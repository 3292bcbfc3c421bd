//! Feedback Sentiment: employee feedback text → `FeedbackResult`.

pub mod handlers;
pub mod prompts;

use tracing::info;

use crate::errors::AppError;
use crate::llm_client::CompletionClient;
use crate::models::feedback::FeedbackResult;
use crate::sentiment::prompts::FEEDBACK_PROMPT_TEMPLATE;
use crate::structured::prompt::build_prompt;
use crate::structured::{extract_record, StructuredRecord};

pub const FEEDBACK_TEMPERATURE: f32 = 0.3;

pub fn build_feedback_prompt(employee_feedback: &str) -> String {
    build_prompt(
        FEEDBACK_PROMPT_TEMPLATE,
        &[("employee_feedback", employee_feedback)],
        &FeedbackResult::SCHEMA,
    )
}

pub async fn analyze_feedback(
    llm: &dyn CompletionClient,
    employee_feedback: &str,
) -> Result<FeedbackResult, AppError> {
    let prompt = build_feedback_prompt(employee_feedback);
    let result: FeedbackResult = extract_record(llm, &prompt, FEEDBACK_TEMPERATURE).await?;
    info!(
        "Sentiment analysis complete: sentiment={:?}, score={:.2}",
        result.sentiment, result.sentiment_score
    );
    Ok(result)
}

--

- _INSTRUCTIONS FOR THE TASK_
Set down each entry again, exactly as written.

- _SOLUTION TO THIS TASK_
repository 3292bcbfc3c421bd
//! Feedback Sentiment: employee feedback text → `FeedbackResult`.

pub mod handlers;
pub mod prompts;

use tracing::info;

use crate::errors::AppError;
use crate::llm_client::CompletionClient;
use crate::models::feedback::FeedbackResult;
use crate::sentiment::prompts::FEEDBACK_PROMPT_TEMPLATE;
use crate::structured::prompt::build_prompt;
use crate::structured::{extract_record, StructuredRecord};

pub const FEEDBACK_TEMPERATURE: f32 = 0.3;

pub fn build_feedback_prompt(employee_feedback: &str) -> String {
    build_prompt(
        FEEDBACK_PROMPT_TEMPLATE,
        &[("employee_feedback", employee_feedback)],
        &FeedbackResult::SCHEMA,
    )
}

pub async fn analyze_feedback(
    llm: &dyn CompletionClient,
    employee_feedback: &str,
) -> Result<FeedbackResult, AppError> {
    let prompt = build_feedback_prompt(employee_feedback);
    let result: FeedbackResult = extract_record(llm, &prompt, FEEDBACK_TEMPERATURE).await?;
    info!(
        "Sentiment analysis complete: sentiment={:?}, score={:.2}",
        result.sentiment, result.sentiment_score
    );
    Ok(result)
}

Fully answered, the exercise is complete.